Phil walked behind me and held me around my waist and pushed himself into my buttocks while his breath burned my neck. I almost fainted with a gush of emotion. I reminded Ana the technique he employed with reluctant women and she acknowledged with an awkward smile. He was crushing his hardness into my cleft behind and he drew delectable vertical lines along the length of me there. He was hard and unmistakably eager. Just as I was thinking that my last defenses were dropping he made sure they absolutely disappeared when he moved his hands up to my waiting breasts. He caressed with expert fingers and my coat dropped to the floor. He danced around my nipples and then sent his right hand to feel the flesh directly. I am sure I moaned audibly. He manipulated me to the edge of the bed and exerted gently pressure for me to bend over. He expertly lifted my favourite skirt, hooked his fingers to pull my panties to one side and he entered my slipperiness with incredible ease. I felt filled like never before. When he moved I thought I will explode instantaneously. I made him stop.

This time I did ask him to hold on so that we can get more comfortable. "We are still fully dressed!" I whispered.

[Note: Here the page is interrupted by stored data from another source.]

//! Scenario: desk config hash stability.
//!
//! GREEN when:
//! - Loading the same layers twice yields the same hash.
//! - Reordering keys inside a layer does not change the hash.
//! - Changing a value does change it.
//! - The built-in desk layer is part of the hash: an empty overlay hashes
//!   the same as no overlay at all.

use rdk_config::{load_desk_config_from_strings, load_layered_yaml_from_strings, BUILTIN_DESK_YAML};

const OVERLAY: &str = r#"
desk:
  debounce_ms: 250
oracle:
  kind: approve
  latency_ms: 10
"#;

const OVERLAY_REORDERED: &str = r#"
oracle:
  latency_ms: 10
  kind: approve
desk:
  debounce_ms: 250
"#;

#[test]
fn same_input_same_hash() {
    let a = load_desk_config_from_strings(&[OVERLAY]).unwrap();
    let b = load_desk_config_from_strings(&[OVERLAY]).unwrap();
    assert_eq!(a.config_hash, b.config_hash);
    assert_eq!(a.canonical_json, b.canonical_json);
}

#[test]
fn key_order_does_not_matter() {
    let a = load_desk_config_from_strings(&[OVERLAY]).unwrap();
    let b = load_desk_config_from_strings(&[OVERLAY_REORDERED]).unwrap();
    assert_eq!(a.config_hash, b.config_hash);
}

#[test]
fn different_value_different_hash() {
    let a = load_desk_config_from_strings(&[OVERLAY]).unwrap();
    let b = load_desk_config_from_strings(&["desk: { debounce_ms: 251 }"]).unwrap();
    assert_ne!(a.config_hash, b.config_hash);
}

#[test]
fn builtin_layer_is_hashed() {
    let bare = load_desk_config_from_strings(&[]).unwrap();
    let empty = load_desk_config_from_strings(&[""]).unwrap();
    let raw = load_layered_yaml_from_strings(&[BUILTIN_DESK_YAML]).unwrap();
    assert_eq!(bare.config_hash, empty.config_hash);
    assert_eq!(bare.config_hash, raw.config_hash);
}

#[test]
fn overlay_values_reach_typed_config() {
    let loaded = load_desk_config_from_strings(&[OVERLAY]).unwrap();
    assert_eq!(loaded.desk.desk.debounce_ms, 250);
    assert_eq!(loaded.desk.desk.notification_capacity, 1024);
    assert_eq!(loaded.desk.oracle.latency_ms, 10);
    // Untouched sections come from the built-in layer.
    assert_eq!(loaded.desk.rates.len(), 5);
}
//! rdk-field
//!
//! Debounced, asynchronously validated rate fields.
//! - `machine`: pure per-field state machine (ACCEPTED / DIRTY / IN_PROGRESS)
//! - `registry`: fixed key set plus the accepted-value read model
//! - `oracle`: the async yes/no authority and two in-process implementations
//!
//! No timers or tasks live here; `rdk-runtime` drives them.

mod types;

pub mod machine;
pub mod oracle;
pub mod registry;

pub use machine::{
    FieldEffect, FieldEvent, FieldSnapshot, FieldValidationMachine, Outcome, Transition,
};
pub use oracle::{FixedOracle, RandomOracle, ValidationOracle};
pub use registry::{AcceptedRates, AcceptedValueStream, FieldRegistry};
pub use types::{CurrencyKey, FieldError, FieldStatus, Generation};

/// Quiet period between the last edit and the validation request.
pub const DEFAULT_DEBOUNCE_MS: u64 = 500;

I wanted this to be special. I began undressing myself. I lay down and he was between my legs with his mouth. He did me till I sprouted wings and was a few feet off the bed. My head was spinning and I don't remember if I turned around myself or if he asked me to. But I was on all fours when he went in again. He took it nice and easy until I declared I was close and he said he was too and when he climaxed I synchronized with him not knowing or caring if it was genuine or fake. I felt his cum in me and felt so warm everywhere and a sense of fulfilment in my soul.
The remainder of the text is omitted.